Alla Camera è scontata l’approvazione definitiva; quindi è opportuno sintetizzare i punti salienti della riforma.

 1. La Camera sarà l’unica Assemblea legislativa e anche l’unica a votare la fiducia al governo. I deputati rimangono 630 e verranno eletti con una legge elettorale che assegna il 55% dei seggi alla lista che otterrà il 40% dei voti o che (non arrivando a questo obiettivo) contenderà al ballottaggio la maggioranza assoluta alla seconda classificata.

2. Il Senato non è affatto abolito, e continuerà a chiamarsi Senato della Repubblica, ma sarà composto da 95 eletti dai Consigli Regionali (21 sindci e 74 consiglieri-senatori), più cinque nominati dal Capo dello Stato che resteranno in carica per 7 anni. Avrà poteri ridotti (competenza legislativa piena solo su riforme costituzionali e leggi costituzionali) ma potrà chiedere alla Camera la modifica delle leggi ordinarie, però la Camera non sarà tenuta a dar seguito alla richiesta. Su una serie di leggi che riguardano il rapporto tra Stato e Regioni, la Camera potrà non tener conto delle richieste del Senato solo respingendole a maggioranza assoluta.

3. Saranno i cittadini, al momento di eleggere i Consigli Regionali, a indicare quali consiglieri saranno anche senatori e i Consigli ratificheranno la scelta. Questa è l’unica modifica che è riuscita ad ottenere la minoranza del Pd: ben poca cosa, un meschino pasticcio nel pasticcio. I 95 senatori saranno ripartiti tra le Regioni in base al loro peso demografico. I consiglieri regionali nominati senatori godranno dell’immunità come i deputati e a differenza degli altri consiglieri regionali: non potranno essere arrestati o sottoposti a intercettazione senza l’autorizzazione del Senato.

4. Sono riportate dalle Regioni allo Stato alcune competenze come energia, infrastrutture strategiche e sistema nazionale di protezione civile. Su proposta del governo, la Camera potrà approvare leggi nei campi di competenza delle Regioni, “quando lo richieda la tutela dell’unità giuridica o economica della Repubblica, ovvero la tutela dell’interesse nazionale”: altra forma di tutela pilotata dal governo.

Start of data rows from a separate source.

use crate::startup::AppState;
use axum::extract::State;
use axum::http::StatusCode;
use axum::response::IntoResponse;
use axum::Json;
use serde_json::json;

/// Liveness: the process is up and serving.
pub async fn health_check() -> impl IntoResponse {
    Json(json!({
        "status": "healthy",
        "service": "sales-service",
    }))
}

/// Readiness: the backing store answers.
pub async fn readiness_check(State(state): State<AppState>) -> impl IntoResponse {
    match state.store.health_check().await {
        Ok(()) => (
            StatusCode::OK,
            Json(json!({ "status": "ready", "store": "ok" })),
        ),
        Err(err) => {
            tracing::warn!(error = %err, "Readiness check failed: store unreachable");
            (
                StatusCode::SERVICE_UNAVAILABLE,
                Json(json!({ "status": "degraded", "store": "unreachable" })),
            )
        }
    }
}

5. Il presidente della Repubblica lo eleggeranno i 630 deputati e i 100 senatori (via i rappresentanti delle Regioni previsti oggi). Per i primi tre scrutini occorrono i due terzi dei componenti, poi dal quarto si scende ai tre quinti; dal settimo scrutinio sarà sufficiente la maggioranza dei tre quinti dei votanti (oggi il quorum è più basso: maggioranza assoluta degli aventi diritto dalla quarta votazione in poi).

6. Cinque dei 15 giudici della Corte Costituzionale saranno eletti dal Parlamento: 3 dalla Camera e 2 dal Senato.

7. Referendum: occorrerà un quorum minore per i referendum sui quali sono state raccolte 800.000 firme anziché 500.000: per renderlo valido dovranno votare la metà degli elettori delle ultime elezioni politiche, anziché la metà degli iscritti alle liste elettorali.

8. Leggi di iniziativa popolare: saranno necessarie  150.000 le firme (e non più 50mila)  per presentare un disegno di legge di iniziativa popolare. Però i regolamenti della Camera dovranno indicare tempi precisi di esame, clausola che oggi non esiste.

9. Incostituzionalità di una legge elettorale. Viene introdotto il ricorso preventivo sulle leggi elettorali alla Corte Costituzionale su richiesta di un quarto dei componenti della Camera. Tra le norme transitorie c’è anche la possibilità di ricorso preventivo già in questa legislatura, quindi l’Italicum, se fosse approvato, potrebbe finire subito davanti alla Corte Costituzionale.

10. Province: vengono cancellate dalla Costituzione, atto necessario per abrogarle definitivamente. Abrogato anche il Consiglio nazionale Economia e Lavoro, attualmente organo costituzionale secondo la Carta del 1948.